A chama olímpica chegou em Pequim. Símbolo de paz e união entre os povos através do esporte, teve seu brilho ofuscado pela questão envolvendo a China e o Tibete, trazida à tona por manifestantes quando a tocha foi acessa na Grécia, dias antes. País conduzido com mãos de ferro, a China encontrou um bom motivo para repensar as suas relações com o mundo e, especialmente, com o seu próprio povo: a realização dos Jogos Olímpicos. Será que vai rolar?

Do outro lado do planeta - aqui em Recife -, o mundo se dilui embaixo d’água.

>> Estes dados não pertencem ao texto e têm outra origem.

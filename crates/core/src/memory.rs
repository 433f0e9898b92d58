//! In-memory catalog backed by a JSON fixture.
//!
//! Serves as object repository, library directory, and reservation provider
//! at once. Useful for the CLI and for hosts that snapshot their catalog.

use std::collections::HashMap;
use std::path::Path;

use serde::{Deserialize, Serialize};

use crate::availability::{AvailabilityProvider, Reservability};
use crate::catalog::{
    CatalogObject, CollectionEntity, LibraryDirectory, LibraryNode, ObjectRepository,
    WorkCollection,
};
use crate::error::{CatalogError, Result};

/// On-disk fixture shape.
#[derive(Debug, Clone, Default, Serialize, Deserialize)]
pub struct CatalogFixture {
    #[serde(default)]
    pub objects: Vec<CatalogObject>,
    #[serde(default)]
    pub collections: Vec<CollectionRecord>,
    /// Library nodes in creation order.
    #[serde(default)]
    pub libraries: Vec<LibraryNode>,
    /// Reservability keyed by local id.
    #[serde(default)]
    pub reservable: HashMap<String, bool>,
}

/// A collection as stored in a fixture: member object ids in order.
#[derive(Debug, Clone, Serialize, Deserialize)]
pub struct CollectionRecord {
    pub id: String,
    pub members: Vec<String>,
}

#[derive(Debug, Default)]
pub struct MemoryCatalog {
    objects: HashMap<String, CatalogObject>,
    collections: Vec<CollectionRecord>,
    libraries: Vec<LibraryNode>,
    reservable: HashMap<String, bool>,
}

impl MemoryCatalog {
    pub fn new() -> Self {
        Self::default()
    }

    pub fn from_fixture(fixture: CatalogFixture) -> Result<Self> {
        let mut catalog = Self::new();
        for object in fixture.objects {
            catalog.insert_object(object);
        }
        for record in fixture.collections {
            if let Some(missing) = record.members.iter().find(|m| !catalog.objects.contains_key(*m)) {
                return Err(CatalogError::Fixture(format!(
                    "collection {} references unknown object {}",
                    record.id, missing
                )));
            }
            catalog.collections.push(record);
        }
        catalog.libraries = fixture.libraries;
        catalog.reservable = fixture.reservable;
        Ok(catalog)
    }

    pub fn from_json(json: &str) -> Result<Self> {
        let fixture: CatalogFixture = serde_json::from_str(json)?;
        Self::from_fixture(fixture)
    }

    pub fn load(path: &Path) -> Result<Self> {
        let content = std::fs::read_to_string(path)?;
        Self::from_json(&content)
    }

    pub fn insert_object(&mut self, object: CatalogObject) {
        self.objects.insert(object.id.clone(), object);
    }

    /// Add a collection. Member ids must refer to inserted objects.
    pub fn insert_collection(&mut self, id: impl Into<String>, members: Vec<String>) {
        self.collections.push(CollectionRecord {
            id: id.into(),
            members,
        });
    }

    /// Append a library node; later calls count as created later.
    pub fn push_library(&mut self, nid: u64, title: impl Into<String>) {
        self.libraries.push(LibraryNode {
            nid,
            title: title.into(),
        });
    }
}

impl ObjectRepository for MemoryCatalog {
    fn object(&self, id: &str) -> Result<CatalogObject> {
        self.objects
            .get(id)
            .cloned()
            .ok_or_else(|| CatalogError::object_not_found(id))
    }

    fn collection(&self, object_id: &str) -> Result<WorkCollection> {
        let record = self
            .collections
            .iter()
            .find(|c| c.members.iter().any(|m| m == object_id))
            .ok_or_else(|| CatalogError::collection_not_found(object_id))?;
        let entities = record
            .members
            .iter()
            .map(|id| self.object(id).map(CollectionEntity::new))
            .collect::<Result<Vec<_>>>()?;
        Ok(WorkCollection {
            id: record.id.clone(),
            entities,
        })
    }
}

impl LibraryDirectory for MemoryCatalog {
    fn library_nodes(&self) -> Result<Vec<LibraryNode>> {
        Ok(self.libraries.clone())
    }
}

impl AvailabilityProvider for MemoryCatalog {
    fn name(&self) -> &str {
        "memory"
    }

    fn is_reservable(&self, local_ids: &[String]) -> Result<Reservability> {
        Ok(local_ids
            .iter()
            .map(|id| (id.clone(), self.reservable.get(id).copied().unwrap_or(false)))
            .collect())
    }
}

#[cfg(test)]
mod tests {
    use super::*;

    const FIXTURE: &str = r#"{
        "objects": [
            {"id": "obj:1", "source_id": "1", "title": "Book"},
            {"id": "obj:2", "source_id": "2", "title": "Audio book"}
        ],
        "collections": [{"id": "obj:1", "members": ["obj:1", "obj:2"]}],
        "libraries": [{"nid": 5, "title": "A"}, {"nid": 7, "title": "B"}],
        "reservable": {"1": true}
    }"#;

    #[test]
    fn loads_fixture_and_resolves_collection_from_any_member() {
        let catalog = MemoryCatalog::from_json(FIXTURE).unwrap();
        let c = catalog.collection("obj:2").unwrap();
        assert_eq!(c.id, "obj:1");
        assert_eq!(c.local_ids(), vec!["1".to_string(), "2".to_string()]);
        assert_eq!(catalog.object("obj:2").unwrap().title.as_deref(), Some("Audio book"));
    }

    #[test]
    fn unknown_ids_are_not_found() {
        let catalog = MemoryCatalog::from_json(FIXTURE).unwrap();
        assert!(catalog.object("obj:9").unwrap_err().is_not_found());
        assert!(catalog.collection("obj:9").unwrap_err().is_not_found());
    }

    #[test]
    fn fixture_with_dangling_member_is_rejected() {
        let json = r#"{"collections": [{"id": "c", "members": ["nope"]}]}"#;
        let err = MemoryCatalog::from_json(json).unwrap_err();
        assert!(matches!(err, CatalogError::Fixture(_)));
    }

    #[test]
    fn reservability_covers_every_requested_id() {
        let catalog = MemoryCatalog::from_json(FIXTURE).unwrap();
        let ids = vec!["1".to_string(), "2".to_string()];
        let map = catalog.is_reservable(&ids).unwrap();
        assert_eq!(map.len(), 2);
        assert_eq!(map["1"], true);
        assert_eq!(map["2"], false);
    }

    #[test]
    fn libraries_keep_creation_order() {
        let mut catalog = MemoryCatalog::new();
        catalog.push_library(9, "Later id, created first");
        catalog.push_library(3, "Created second");
        let nodes = catalog.library_nodes().unwrap();
        assert_eq!(nodes[0].nid, 9);
        assert_eq!(nodes[1].nid, 3);
    }
}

Não o meu e o seu, que nos possibilita sentar confortavelmente utilizando um computador enquanto a chuva cai torrencialmente; mas o da população mais carente, que sofre com mortes, acidentes e a perda dos poucos bens materiais por conta das chuvas e da conseqüente queda de barreiras. Será que vai continuar a rolar?

Que chuvas de paz orientem o oriente. Que a chama da solidariedade inunde o povo recifense. Que milhões de gotas de amor sensibilizem governantes nos dois (e em todos) lados do planeta. E que, enfim, a tocha da esperança continue acesa no coração de toda a humanidade. Aí, sim. Vai rolar.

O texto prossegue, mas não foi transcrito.